Un hijo de Evandro y mejor amigo de Eneas
Pallas es un personaje de la mitología legendaria romana, conocido principalmente por ser el hijo del rey Evandro, quien según la tradición fue el rey de Arcadia Latina (Palantea), una asentamiento en el Lacio anterior a la fundación de Roma. Pallas es recordado sobre todo por su papel en la épica legendaria del viaje de Eneas tras la caída de Troya. Cuando Eneas llegó a las costas del Lacio buscando un nuevo hogar para los troyanos supervivientes, Pallas se convirtió en su aliado cercano y en su mejor amigo, apoyándolo en sus primeros esfuerzos por establecerse en Italia y en su posterior conflicto con Turno, el rey de los rútulos que se oponía a la presencia de Eneas.
La amistad entre Pallas y Eneas es un tema central en las leyendas latinas primitivas, reflejando la idea romana de que los troyanos y los pueblos itálicos antiguos se habían unido mediante lazos de sangre y lealtad. Aunque las fuentes varían en los detalles de su relación, Pallas es generalmente presentado como un joven guerrero valiente, criado en la corte de su padre Evandro. Su participación en las luchas que llevaron al establecimiento de los troyanos en Italia lo convierte en una figura de importancia en los mitos fundacionales de Roma, aunque es claramente una figura legendaria más que una figura histórica genuina.

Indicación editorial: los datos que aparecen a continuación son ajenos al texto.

//! TLS listener plumbing.
//!
//! The handshake asks every client for a certificate but accepts any answer,
//! including none. Whatever chain the client presented is attached to each
//! request on that connection as a [`PeerCertificates`] extension; the gate
//! checks it against the trust anchor.

use std::io;
use std::sync::Arc;

use axum::Extension;
use axum::middleware::AddExtension;
use axum_server::accept::Accept;
use axum_server::tls_rustls::{RustlsAcceptor, RustlsConfig};
use futures::future::BoxFuture;
use rustls::client::danger::HandshakeSignatureValid;
use rustls::crypto::{
    CryptoProvider, WebPkiSupportedAlgorithms, verify_tls12_signature, verify_tls13_signature,
};
use rustls::pki_types::{CertificateDer, UnixTime};
use rustls::server::ServerConnection;
use rustls::server::danger::{ClientCertVerified, ClientCertVerifier};
use rustls::{DigitallySignedStruct, DistinguishedName, SignatureScheme};
use tokio::io::{AsyncRead, AsyncWrite};
use tokio_rustls::server::TlsStream;
use tower::Layer;

/// Certificate chain presented by the client, leaf first.
///
/// Empty for plain HTTP connections and for TLS clients that sent none.
#[derive(Debug, Clone, Default)]
pub struct PeerCertificates(Arc<Vec<CertificateDer<'static>>>);

impl PeerCertificates {
    /// Chain captured from a finished handshake.
    #[must_use]
    pub fn from_connection(conn: &ServerConnection) -> Self {
        conn.peer_certificates()
            .map(|certs| Self::from(certs.to_vec()))
            .unwrap_or_default()
    }

    /// Certificates in presentation order
    #[must_use]
    pub fn as_slice(&self) -> &[CertificateDer<'static>] {
        &self.0
    }

    /// Returns `true` when the client presented no certificate.
    #[must_use]
    pub fn is_empty(&self) -> bool {
        self.0.is_empty()
    }

    /// Number of certificates presented
    #[must_use]
    pub fn len(&self) -> usize {
        self.0.len()
    }
}

impl From<Vec<CertificateDer<'static>>> for PeerCertificates {
    fn from(certs: Vec<CertificateDer<'static>>) -> Self {
        Self(Arc::new(certs))
    }
}

// ─────────────────────────────────────────────────────────────────────────────
// Handshake verifier
// ─────────────────────────────────────────────────────────────────────────────

/// Client certificate verifier that requests a certificate and accepts any.
///
/// Handshake signatures are still checked, so the client must hold the key
/// of the certificate it presents.
#[derive(Debug)]
pub struct RequestClientCert {
    algorithms: WebPkiSupportedAlgorithms,
}

impl RequestClientCert {
    /// Verifier using the provider's signature algorithms.
    #[must_use]
    pub fn new(provider: &CryptoProvider) -> Self {
        Self {
            algorithms: provider.signature_verification_algorithms,
        }
    }
}

impl ClientCertVerifier for RequestClientCert {
    fn offer_client_auth(&self) -> bool {
        true
    }

    fn client_auth_mandatory(&self) -> bool {
        false
    }

    fn root_hint_subjects(&self) -> &[DistinguishedName] {
        &[]
    }

    fn verify_client_cert(
        &self,
        _end_entity: &CertificateDer<'_>,
        _intermediates: &[CertificateDer<'_>],
        _now: UnixTime,
    ) -> Result<ClientCertVerified, rustls::Error> {
        Ok(ClientCertVerified::assertion())
    }

    fn verify_tls12_signature(
        &self,
        message: &[u8],
        cert: &CertificateDer<'_>,
        dss: &DigitallySignedStruct,
    ) -> Result<HandshakeSignatureValid, rustls::Error> {
        verify_tls12_signature(message, cert, dss, &self.algorithms)
    }

    fn verify_tls13_signature(
        &self,
        message: &[u8],
        cert: &CertificateDer<'_>,
        dss: &DigitallySignedStruct,
    ) -> Result<HandshakeSignatureValid, rustls::Error> {
        verify_tls13_signature(message, cert, dss, &self.algorithms)
    }

    fn supported_verify_schemes(&self) -> Vec<SignatureScheme> {
        self.algorithms.supported_schemes()
    }
}

// ─────────────────────────────────────────────────────────────────────────────
// Connection acceptor
// ─────────────────────────────────────────────────────────────────────────────

/// `axum-server` acceptor that terminates TLS and exposes the client chain
/// to handlers and middleware.
#[derive(Clone)]
pub struct PeerCertificateAcceptor {
    inner: RustlsAcceptor,
}

impl PeerCertificateAcceptor {
    /// Acceptor for the given TLS config.
    #[must_use]
    pub fn new(config: RustlsConfig) -> Self {
        Self {
            inner: RustlsAcceptor::new(config),
        }
    }
}

impl<I, S> Accept<I, S> for PeerCertificateAcceptor
where
    I: AsyncRead + AsyncWrite + Unpin + Send + 'static,
    S: Send + 'static,
{
    type Stream = TlsStream<I>;
    type Service = AddExtension<S, PeerCertificates>;
    type Future = BoxFuture<'static, io::Result<(Self::Stream, Self::Service)>>;

    fn accept(&self, stream: I, service: S) -> Self::Future {
        let acceptor = self.inner.clone();
        Box::pin(async move {
            let (stream, service) = acceptor.accept(stream, service).await?;
            let certs = PeerCertificates::from_connection(stream.get_ref().1);
            Ok((stream, Extension(certs).layer(service)))
        })
    }
}

#[cfg(test)]
mod tests {
    use super::*;
    use rustls::crypto::aws_lc_rs;

    #[test]
    fn verifier_requests_but_does_not_require_a_certificate() {
        let verifier = RequestClientCert::new(&aws_lc_rs::default_provider());
        assert!(verifier.offer_client_auth());
        assert!(!verifier.client_auth_mandatory());
        assert!(verifier.root_hint_subjects().is_empty());
        assert!(!verifier.supported_verify_schemes().is_empty());
    }

    #[test]
    fn verifier_accepts_any_chain() {
        let verifier = RequestClientCert::new(&aws_lc_rs::default_provider());
        let junk = CertificateDer::from(vec![0u8; 8]);
        assert!(
            verifier
                .verify_client_cert(&junk, &[], UnixTime::now())
                .is_ok()
        );
    }

    #[test]
    fn peer_certificates_default_is_empty() {
        let certs = PeerCertificates::default();
        assert!(certs.is_empty());
        assert_eq!(certs.len(), 0);
    }

    #[test]
    fn peer_certificates_keep_presentation_order() {
        let certs = PeerCertificates::from(vec![
            CertificateDer::from(vec![1u8]),
            CertificateDer::from(vec![2u8]),
        ]);
        assert_eq!(certs.len(), 2);
        assert_eq!(certs.as_slice()[0].as_ref(), &[1u8]);
    }
}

Pallas representa la conexión mítica que los romanos establecían entre sus propios orígenes itálicos y la tradición troyana del Mediterráneo. Al presentar a Pallas como aliado y amigo de Eneas, los mitos fundacionales romanos sugieren que Roma no fue simplemente una imposición de extranjeros troyanos, sino el resultado de una síntesis de pueblos diferentes que compartían valores de honor, lealtad y coraje. La figura de Pallas, aunque poco documentada en comparación con Eneas, sirve como recordatorio de que los romanos imaginaban su pasado como una compleja tejemaneje de amistades políticas y militares entre diferentes pueblos de la antigüedad.